Hip-hop has always been an outlet for pain and triumph. So it makes sense it’s also a form of therapy.
The Cope Dealer program in Cleveland, Ohio, is a 14-week mental health awareness workshop using hip-hop therapy to help students deal with daily stressors and trauma. Teens learn coping skills like journaling and breath management and apply them to a song they write together.
“You could come here, make music, listen to instrumentals like you’re having fun… and then at the same time, you have people you can relate to and that build you up,” Sydney Quinn, a Cope Dealer participant at Glenville High School, said.
According to the American Psychiatric Association, only 1 in 3 African Americans who need mental health care receive it. Created in 2016, the program is part of Peel Dem Layers Back and has a mission of bridging the Black mental health gap.
“Meeting them where they’re at… going to their environments where they feel safe and they’re already in, helps them to open up and be vulnerable,” said Jerome Cash, a licensed therapist and Cope Dealer program facilitator.
Hip-hop therapy is gaining traction in other parts of the country, too, including the genre’s birthplace — the Bronx. Students at Mott Haven Community High School turn their feelings into flow with the Hip-Hop Therapy Studio program.
J.C. Hall, a clinical social worker and program director, says many of the students in the program have been in the foster care system, have lost someone to gun violence or have been abused. He says the studio program gives his students a purpose and a reason to keep pushing forward.

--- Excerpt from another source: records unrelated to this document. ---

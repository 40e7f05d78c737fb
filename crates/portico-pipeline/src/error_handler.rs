//! The error-handling escape path.
//!
//! Errors returned by any step or handler propagate unchanged to the
//! single outermost catch, which invokes the configured
//! [`ErrorHandler`]. Two implementations ship with the crate:
//!
//! - [`DefaultErrorHandler`] — `{status, message}` JSON envelopes,
//!   with internal details redacted.
//! - [`ProblemDetailsHandler`] — RFC 7807 bodies, optionally carrying
//!   the error's source chain for diagnostics.
//!
//! Routing misses never reach an error handler: the dispatch step
//! writes 404s directly.

use portico_core::{HttpError, ProblemDetails, RequestContext, ResponseWriter};

use crate::middleware::BoxFuture;

/// Pluggable recovery from pipeline errors.
///
/// The handler writes the failure response through the same
/// [`ResponseWriter`] the pipeline used. When the writer was already
/// sent before the error surfaced, there is nothing left to write;
/// implementations log and return.
pub trait ErrorHandler: Send + Sync + 'static {
    /// Produces the failure response for an escaped error.
    fn handle<'a>(
        &'a self,
        req: &'a RequestContext,
        res: &'a mut ResponseWriter,
        error: HttpError,
    ) -> BoxFuture<'a, ()>;
}

/// The default error handler.
///
/// Structured status-code errors keep their status and message; body
/// and parameter errors map to 400; everything else becomes a generic
/// 500 whose details go to the log, not the client.
#[derive(Debug, Clone, Copy, Default)]
pub struct DefaultErrorHandler;

impl DefaultErrorHandler {
    /// Creates the default handler.
    #[must_use]
    pub fn new() -> Self {
        Self
    }
}

impl ErrorHandler for DefaultErrorHandler {
    fn handle<'a>(
        &'a self,
        req: &'a RequestContext,
        res: &'a mut ResponseWriter,
        error: HttpError,
    ) -> BoxFuture<'a, ()> {
        Box::pin(async move {
            log_error(req, &error);

            if res.is_sent() {
                return;
            }

            let envelope = error.to_envelope();
            res.status(error.status_code());
            if res.json(&envelope).is_err() {
                res.text(envelope.message);
            }
        })
    }
}

/// An RFC 7807 Problem-Details error handler.
///
/// # Example
///
/// ```rust
/// use portico_pipeline::ProblemDetailsHandler;
///
/// // Production: no diagnostics in responses.
/// let handler = ProblemDetailsHandler::new();
///
/// // Development: include the error source chain.
/// let handler = ProblemDetailsHandler::new().with_diagnostics();
/// ```
#[derive(Debug, Clone, Copy, Default)]
pub struct ProblemDetailsHandler {
    include_diagnostics: bool,
}

impl ProblemDetailsHandler {
    /// Creates a handler that omits diagnostics.
    #[must_use]
    pub fn new() -> Self {
        Self::default()
    }

    /// Enables serialization of the error source chain into an
    /// `errors` extension member.
    #[must_use]
    pub fn with_diagnostics(mut self) -> Self {
        self.include_diagnostics = true;
        self
    }

    fn problem_for(&self, req: &RequestContext, error: &HttpError) -> ProblemDetails {
        let status = error.status_code();
        let title = status
            .canonical_reason()
            .unwrap_or("Error")
            .to_string();

        let mut problem = ProblemDetails::new(status.as_u16(), title)
            .with_detail(error.public_message())
            .with_instance(req.path().to_string());

        if self.include_diagnostics {
            problem = problem.with_extension(
                "errors",
                serde_json::Value::Array(
                    error_chain(error)
                        .into_iter()
                        .map(serde_json::Value::String)
                        .collect(),
                ),
            );
        }

        problem
    }
}

impl ErrorHandler for ProblemDetailsHandler {
    fn handle<'a>(
        &'a self,
        req: &'a RequestContext,
        res: &'a mut ResponseWriter,
        error: HttpError,
    ) -> BoxFuture<'a, ()> {
        Box::pin(async move {
            log_error(req, &error);

            if res.is_sent() {
                return;
            }

            let problem = self.problem_for(req, &error);
            res.status(error.status_code());
            if res.json(&problem).is_err() {
                res.text(problem.title);
            }
            res.header("content-type", "application/problem+json");
        })
    }
}

/// Collects the error and its source chain as display strings.
fn error_chain(error: &HttpError) -> Vec<String> {
    let mut chain = vec![error.to_string()];
    let mut source = std::error::Error::source(error);
    while let Some(cause) = source {
        chain.push(cause.to_string());
        source = cause.source();
    }
    chain
}

fn log_error(req: &RequestContext, error: &HttpError) {
    let status = error.status_code();
    if status.is_server_error() {
        tracing::error!(
            request_id = %req.request_id(),
            method = %req.method(),
            path = req.path(),
            %error,
            "request failed"
        );
    } else {
        tracing::debug!(
            request_id = %req.request_id(),
            method = %req.method(),
            path = req.path(),
            %error,
            "request rejected"
        );
    }
}

#[cfg(test)]
mod tests {
    use super::*;
    use http::{Method, StatusCode};

    async fn body_json(res: ResponseWriter) -> serde_json::Value {
        let response = res.into_response();
        let bytes = http_body_util::BodyExt::collect(response.into_body())
            .await
            .unwrap()
            .to_bytes();
        serde_json::from_slice(&bytes).unwrap()
    }

    #[tokio::test]
    async fn test_default_handler_status_error() {
        let handler = DefaultErrorHandler::new();
        let req = RequestContext::mock(Method::GET, "/orders");
        let mut res = ResponseWriter::new();

        handler
            .handle(&req, &mut res, HttpError::bad_request("quantity must be positive"))
            .await;

        assert_eq!(res.status_code(), Some(StatusCode::BAD_REQUEST));
        let json = body_json(res).await;
        assert_eq!(json["status"], 400);
        assert_eq!(json["message"], "quantity must be positive");
    }

    #[tokio::test]
    async fn test_default_handler_redacts_internal_errors() {
        let handler = DefaultErrorHandler::new();
        let req = RequestContext::mock(Method::GET, "/orders");
        let mut res = ResponseWriter::new();

        handler
            .handle(&req, &mut res, HttpError::internal("database exploded"))
            .await;

        assert_eq!(res.status_code(), Some(StatusCode::INTERNAL_SERVER_ERROR));
        let json = body_json(res).await;
        assert_eq!(json["message"], "Internal Server Error");
    }

    #[tokio::test]
    async fn test_default_handler_malformed_body_is_400() {
        let handler = DefaultErrorHandler::new();
        let req = RequestContext::mock(Method::POST, "/orders");
        let mut res = ResponseWriter::new();

        handler
            .handle(&req, &mut res, HttpError::malformed_body("invalid JSON"))
            .await;

        assert_eq!(res.status_code(), Some(StatusCode::BAD_REQUEST));
    }

    #[tokio::test]
    async fn test_default_handler_skips_sent_writer() {
        let handler = DefaultErrorHandler::new();
        let req = RequestContext::mock(Method::GET, "/");
        let mut res = ResponseWriter::new();
        res.status(StatusCode::OK).text("done");
        res.send().await.unwrap();

        handler
            .handle(&req, &mut res, HttpError::internal("late failure"))
            .await;

        // The sealed 200 response is untouched.
        assert_eq!(res.status_code(), Some(StatusCode::OK));
    }

    #[tokio::test]
    async fn test_problem_details_shape() {
        let handler = ProblemDetailsHandler::new();
        let req = RequestContext::mock(Method::GET, "/users/42");
        let mut res = ResponseWriter::new();

        handler
            .handle(&req, &mut res, HttpError::not_found("no such user"))
            .await;

        assert_eq!(res.status_code(), Some(StatusCode::NOT_FOUND));
        let json = body_json(res).await;
        assert_eq!(json["type"], "about:blank");
        assert_eq!(json["title"], "Not Found");
        assert_eq!(json["status"], 404);
        assert_eq!(json["detail"], "no such user");
        assert_eq!(json["instance"], "/users/42");
        assert!(json.get("errors").is_none());
    }

    #[tokio::test]
    async fn test_problem_details_diagnostics_chain() {
        let handler = ProblemDetailsHandler::new().with_diagnostics();
        let req = RequestContext::mock(Method::GET, "/");
        let mut res = ResponseWriter::new();

        let io = std::io::Error::new(std::io::ErrorKind::ConnectionReset, "connection reset");
        let error = HttpError::internal_with_source("upstream call failed", io);

        handler.handle(&req, &mut res, error).await;

        let json = body_json(res).await;
        let errors = json["errors"].as_array().unwrap();
        assert!(errors[0].as_str().unwrap().contains("upstream call failed"));
        assert!(errors
            .iter()
            .any(|e| e.as_str().unwrap().contains("connection reset")));
    }

    #[tokio::test]
    async fn test_problem_details_content_type() {
        let handler = ProblemDetailsHandler::new();
        let req = RequestContext::mock(Method::GET, "/");
        let mut res = ResponseWriter::new();

        handler
            .handle(&req, &mut res, HttpError::forbidden("nope"))
            .await;
        res.send().await.unwrap();

        let response = res.into_response();
        assert_eq!(
            response.headers().get("content-type").unwrap(),
            "application/problem+json"
        );
    }
}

“It allows them to get to a point where they can speak about these speechless horrors… be able to really accept what occurred and move forward from it… and rewrite their narratives,” Hall said.
Outside of writing their own music, students also spend time listening and analyzing hip-hop and rap of the past and present. The studio program has helped more than 250 students over the past 12 years.
“This is really just being able to express yourself in a fun way,” said Kryst Jackson, a Hip-Hop Therapy Studio program participant at Mott Haven Community High School. “What I learned about music is more than just lyrics on the beat. It’s what it could bring out of you.”